Belarus und der Krieg:"Erst helfen wir den Ukrainern, dann stürzen wir Lukaschenko"

Lesezeit: 4 min

Belarus und der Krieg: Er hat sich freiwillig gemeldet, um die Ukraine zu unterstützen: Ein Belarusse übt in einem Camp in Kiew den bewaffneten Kampf.

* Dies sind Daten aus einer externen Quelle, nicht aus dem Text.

//! Correlation of in-flight invocations with inbound response messages.
//!
//! Every invocation that expects an answer registers a [`PendingOperation`]
//! and keeps the returned [`PendingHandle`]. The MQTT receive task calls
//! [`PendingOperationRegistry::handle_message`] for each inbound publish;
//! terminal states release the waiter, intermediate states are recorded and
//! forwarded as progress for asynchronous skills.

use chrono::{DateTime, Utc};
use parking_lot::Mutex;
use serde_json::Value;
use skillbridge_core::{BridgeError, CORRELATION_FIELD, Result, STATE_FIELD};
use std::collections::HashMap;
use tokio::sync::{mpsc, oneshot};
use tracing::{debug, warn};

/// Opaque per-invocation token.
pub type CorrelationId = String;

/// States that end an invocation.
pub const TERMINAL_STATES: [&str; 6] = [
    "SUCCESS",
    "FAILURE",
    "ERROR",
    "COMPLETED",
    "ABORTED",
    "CANCELLED",
];

/// Check whether a state ends the invocation.
pub fn is_terminal_state(state: &str) -> bool {
    TERMINAL_STATES
        .iter()
        .any(|t| t.eq_ignore_ascii_case(state.trim()))
}

/// Check whether a terminal state means the action succeeded.
pub fn is_success_state(state: &str) -> bool {
    let state = state.trim();
    state.eq_ignore_ascii_case("SUCCESS") || state.eq_ignore_ascii_case("COMPLETED")
}

/// Read the `State` field (key matched case-insensitively), upper-cased.
pub fn extract_state(payload: &Value) -> Option<String> {
    payload
        .as_object()?
        .iter()
        .find(|(k, _)| k.eq_ignore_ascii_case(STATE_FIELD))
        .and_then(|(_, v)| v.as_str())
        .map(|s| s.trim().to_ascii_uppercase())
}

fn extract_correlation_id(payload: &Value) -> Option<&str> {
    payload
        .as_object()?
        .iter()
        .find(|(k, _)| k.eq_ignore_ascii_case(CORRELATION_FIELD))
        .and_then(|(_, v)| v.as_str())
}

/// One in-flight invocation.
#[derive(Debug)]
pub struct PendingOperation {
    pub correlation_id: CorrelationId,
    pub response_topic: String,
    pub created_at: DateTime<Utc>,
    pub is_async: bool,
    pub state_update_path: Option<String>,
    pub last_response_payload: Option<Value>,
    pub last_state: Option<String>,
    /// Taken on the first terminal message so the waiter is signalled once
    completion: Option<oneshot::Sender<Value>>,
    progress: Option<mpsc::UnboundedSender<String>>,
}

/// Waiter side of a registration.
#[derive(Debug)]
pub struct PendingHandle {
    pub correlation_id: CorrelationId,
    pub response_topic: String,
    /// Resolves with the terminal payload
    pub completion: oneshot::Receiver<Value>,
    /// Intermediate states, only fed for asynchronous operations
    pub progress: mpsc::UnboundedReceiver<String>,
}

/// Outcome of dispatching one inbound message.
#[derive(Debug, Clone, Copy, PartialEq, Eq)]
pub enum Dispatch {
    /// No pending operation awaits this message
    Dropped,
    /// Recorded as intermediate state; the waiter keeps waiting
    Progress,
    /// Terminal state delivered to the waiter
    Completed,
}

#[derive(Debug, Default)]
struct RegistryInner {
    operations: HashMap<CorrelationId, PendingOperation>,
    by_topic: HashMap<String, CorrelationId>,
}

/// Thread-safe correlation id -> pending operation store.
///
/// The lock is never held across an await point, so `register`/`unregister`
/// from request tasks and `complete` from the receive task can interleave freely.
#[derive(Debug, Default)]
pub struct PendingOperationRegistry {
    inner: Mutex<RegistryInner>,
}

impl PendingOperationRegistry {
    pub fn new() -> Self {
        Self::default()
    }

    /// Register a waiter for `correlation_id` on `response_topic`.
    pub fn register(
        &self,
        correlation_id: &str,
        response_topic: &str,
        state_update_path: Option<String>,
    ) -> Result<PendingHandle> {
        let (completion_tx, completion_rx) = oneshot::channel();
        let (progress_tx, progress_rx) = mpsc::unbounded_channel();
        let is_async = state_update_path.is_some();

        let mut inner = self.inner.lock();
        if inner.operations.contains_key(correlation_id) {
            return Err(BridgeError::Validation(format!(
                "Correlation id already registered: {}",
                correlation_id
            )));
        }

        if let Some(previous) = inner
            .by_topic
            .insert(response_topic.to_string(), correlation_id.to_string())
        {
            warn!(
                "Response topic {} was awaited by {}; {} now receives untagged responses",
                response_topic, previous, correlation_id
            );
        }

        inner.operations.insert(
            correlation_id.to_string(),
            PendingOperation {
                correlation_id: correlation_id.to_string(),
                response_topic: response_topic.to_string(),
                created_at: Utc::now(),
                is_async,
                state_update_path,
                last_response_payload: None,
                last_state: None,
                completion: Some(completion_tx),
                progress: is_async.then_some(progress_tx),
            },
        );

        debug!("Registered pending operation {} on {}", correlation_id, response_topic);
        Ok(PendingHandle {
            correlation_id: correlation_id.to_string(),
            response_topic: response_topic.to_string(),
            completion: completion_rx,
            progress: progress_rx,
        })
    }

    /// Record a message seen on `topic`; release the waiter on a terminal state.
    pub fn complete(&self, topic: &str, payload: Value, state: Option<&str>) -> Dispatch {
        let mut inner = self.inner.lock();

        let tagged = extract_correlation_id(&payload)
            .filter(|id| {
                inner
                    .operations
                    .get(*id)
                    .is_some_and(|op| op.response_topic == topic)
            })
            .map(str::to_string);
        let Some(id) = tagged.or_else(|| inner.by_topic.get(topic).cloned()) else {
            return Dispatch::Dropped;
        };
        let Some(op) = inner.operations.get_mut(&id) else {
            return Dispatch::Dropped;
        };

        let state = state.map(|s| s.trim().to_ascii_uppercase());
        op.last_response_payload = Some(payload.clone());
        if state.is_some() {
            op.last_state = state.clone();
        }

        match state {
            Some(state) if is_terminal_state(&state) => match op.completion.take() {
                Some(tx) => {
                    // receiver may already be gone after a timeout
                    let _ = tx.send(payload);
                    debug!("Pending operation {} completed with {}", id, state);
                    Dispatch::Completed
                }
                None => Dispatch::Dropped,
            },
            Some(state) => {
                if let Some(progress) = &op.progress {
                    let _ = progress.send(state);
                }
                Dispatch::Progress
            }
            None => Dispatch::Progress,
        }
    }

    /// Parse and dispatch a raw inbound publish.
    pub fn handle_message(&self, topic: &str, payload: &[u8]) -> Dispatch {
        let value: Value = match serde_json::from_slice(payload) {
            Ok(v) => v,
            Err(e) => {
                warn!("Ignoring non-JSON message on {}: {}", topic, e);
                return Dispatch::Dropped;
            }
        };
        let state = extract_state(&value);
        let outcome = self.complete(topic, value, state.as_deref());
        if outcome == Dispatch::Dropped {
            debug!("No pending operation for message on {}", topic);
        }
        outcome
    }

    /// Remove a registration. Safe to call more than once.
    pub fn unregister(&self, correlation_id: &str, response_topic: &str) -> Option<PendingOperation> {
        let mut inner = self.inner.lock();
        if inner
            .by_topic
            .get(response_topic)
            .is_some_and(|id| id == correlation_id)
        {
            inner.by_topic.remove(response_topic);
        }
        let removed = inner.operations.remove(correlation_id);
        if removed.is_some() {
            debug!("Unregistered pending operation {}", correlation_id);
        }
        removed
    }

    pub fn contains(&self, correlation_id: &str) -> bool {
        self.inner.lock().operations.contains_key(correlation_id)
    }

    /// Last state seen for an operation.
    pub fn last_state(&self, correlation_id: &str) -> Option<String> {
        self.inner
            .lock()
            .operations
            .get(correlation_id)
            .and_then(|op| op.last_state.clone())
    }

    /// Last payload seen for an operation.
    pub fn last_payload(&self, correlation_id: &str) -> Option<Value> {
        self.inner
            .lock()
            .operations
            .get(correlation_id)
            .and_then(|op| op.last_response_payload.clone())
    }

    pub fn len(&self) -> usize {
        self.inner.lock().operations.len()
    }

    pub fn is_empty(&self) -> bool {
        self.len() == 0
    }
}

Er hat sich freiwillig gemeldet, um die Ukraine zu unterstützen: Ein Belarusse übt in einem Camp in Kiew den bewaffneten Kampf.

(Foto: Efrem Lukatsky/AP)

Russlands Angriffskrieg macht das Leben im Nachbarland Belarus noch schwieriger. Viele junge Leute gehen fort, einige kämpfen in der Ukraine gegen Putin - und haben es auch auf den eigenen Diktator abgesehen.

Von Violetta Hagen

Dima hat einen klaren Plan. "Erst helfen wir den Ukrainern, Putin zu schlagen. Dann stürzen wir Lukaschenko", erklärt der 35-Jährige. Der Belarusse mit dem jungenhaften Gesicht sitzt in Tarnfarben gekleidet in einem Militärfahrzeug, auf dem Fahrersitz neben ihm sein Kumpel Boris. Zwei belarussische Exilanten, irgendwo in der ukrainischen Hafenstadt Odessa - bereit, dieses Land, das nicht ihre Heimat ist, zu verteidigen.